During your shift as a tier-2 SOC analyst, you receive an escalation from a tier-1 analyst regarding a public-facing server. This server has been flagged for making outbound connections to multiple suspicious IPs. In response, you initiate the standard incident response protocol, which includes isolating the server from the network to prevent potential lateral movement or data exfiltration and obtaining a packet capture from the NSM utility for analysis. Your task is to analyze the pcap and assess for signs of malicious activity.

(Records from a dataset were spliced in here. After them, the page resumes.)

// crates/arbiter-config/src/lib.rs
// ============================================================================
// Module: Arbiter Config Library
// Description: Canonical config model, validation, and example generation.
// Purpose: Single source of truth for arbiter.toml semantics.
// Dependencies: arbiter-core, serde, toml
// ============================================================================

//! ## Overview
//! `arbiter-config` defines the canonical configuration model for Arbiter. It
//! provides strict, fail-closed validation and a deterministic generator for
//! the example config file.

// ============================================================================
// SECTION: Modules
// ============================================================================

pub mod config;
pub mod examples;

// ============================================================================
// SECTION: Re-Exports
// ============================================================================

pub use config::*;
pub use examples::config_toml_example;

// ============================================================================
// SECTION: Tests
// ============================================================================

#[cfg(test)]
mod tests {
    #![allow(
        clippy::panic,
        clippy::unwrap_used,
        clippy::expect_used,
        reason = "Test-only panic-based assertions are permitted."
    )]

    use super::ArbiterConfig;
    use super::PersistenceKind;
    use super::config_toml_example;

    #[test]
    fn empty_config_uses_defaults_and_validates() {
        let config = ArbiterConfig::from_toml("").expect("defaults");
        assert_eq!(config.server.bind, "127.0.0.1:8080");
        assert_eq!(config.batch.batch_size, 13);
        assert_eq!(config.batch.max_queue_size, 89);
        assert_eq!(config.learning.calibrate_threshold, 21);
        assert!((config.scoring.max_confidence - 0.618).abs() < f64::EPSILON);
        assert_eq!(config.persistence.kind, PersistenceKind::Memory);
    }

    #[test]
    fn example_config_parses_and_validates() {
        let config = ArbiterConfig::from_toml(&config_toml_example()).expect("example");
        assert_eq!(config.persistence.kind, PersistenceKind::Sqlite);
        assert_eq!(config.sse.heartbeat_interval_ms, 15_000);
    }

    #[test]
    fn unordered_thresholds_fail_closed() {
        let raw = r#"
[scoring.verdict_thresholds]
concern_min = 62
accept_min = 38
strong_accept_min = 85
"#;
        assert!(ArbiterConfig::from_toml(raw).is_err());
    }

    #[test]
    fn out_of_range_confidence_fails_closed() {
        assert!(ArbiterConfig::from_toml("[scoring]\nmax_confidence = 1.0\n").is_err());
        assert!(ArbiterConfig::from_toml("[scoring]\nmax_confidence = 0.0\n").is_err());
    }

    #[test]
    fn sqlite_requires_path() {
        assert!(ArbiterConfig::from_toml("[persistence]\nkind = \"sqlite\"\n").is_err());
    }

    #[test]
    fn unknown_dimension_weight_fails_closed() {
        let raw = "[scoring.dimension_weights]\nnot_a_dimension = 2.0\n";
        assert!(ArbiterConfig::from_toml(raw).is_err());
    }

    #[test]
    fn chain_overrides_fall_back_to_batch() {
        let config = ArbiterConfig::from_toml("[chain]\nbatch_size = 3\n").expect("config");
        let chain = config.chain.to_chain_config(&config.batch);
        assert_eq!(chain.batch_size, 3);
        assert_eq!(chain.flush_interval_ms, 5_000);
        assert_eq!(chain.max_queue_size, 89);
    }

    #[test]
    fn axiom_weight_overrides_must_sum_to_one() {
        let raw = r#"
[scoring.axiom_weights]
veracity = 0.5
clarity = 0.5
rigor = 0.5
utility = 0.5
"#;
        assert!(ArbiterConfig::from_toml(raw).is_err());
    }

    #[test]
    fn scoring_settings_convert_to_core_config() {
        let raw = r#"
[scoring.axiom_weights]
veracity = 0.4
clarity = 0.2
rigor = 0.2
utility = 0.2

[scoring.dimension_weights]
source_presence = 2.0
"#;
        let config = ArbiterConfig::from_toml(raw).expect("config");
        let scoring = config.scoring.to_scoring_config().expect("scoring");
        assert_eq!(scoring.axiom_weights.len(), 4);
        assert_eq!(scoring.dimension_weights.len(), 1);
    }
}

https://cyberdefenders.org/blueteam-ctf-challenges/openwire/



By reviewing the traffic, I noticed the use of the OpenWire protocol in packets 4 and 5, which immediately stood out as unusual. I followed the TCP stream for these packets and observed an Exception Response (0x1F) being sent. This response invoked the org.springframework.context.support.ClassPathXmlApplicationContext class, which then attempted to load a bean definition from an external XML file. The XML file was being retrieved from http://146.190.21.92:8000/invoice.xml. Since this IP is hosting the malicious XML used to trigger the exploit // C2 server: 146.190.21.92.


From the packet capture, it’s clear that the Exception Response was directed at the service listening on port 61616. This port is commonly used by Apache ActiveMQ, which matches the exploitation activity observed.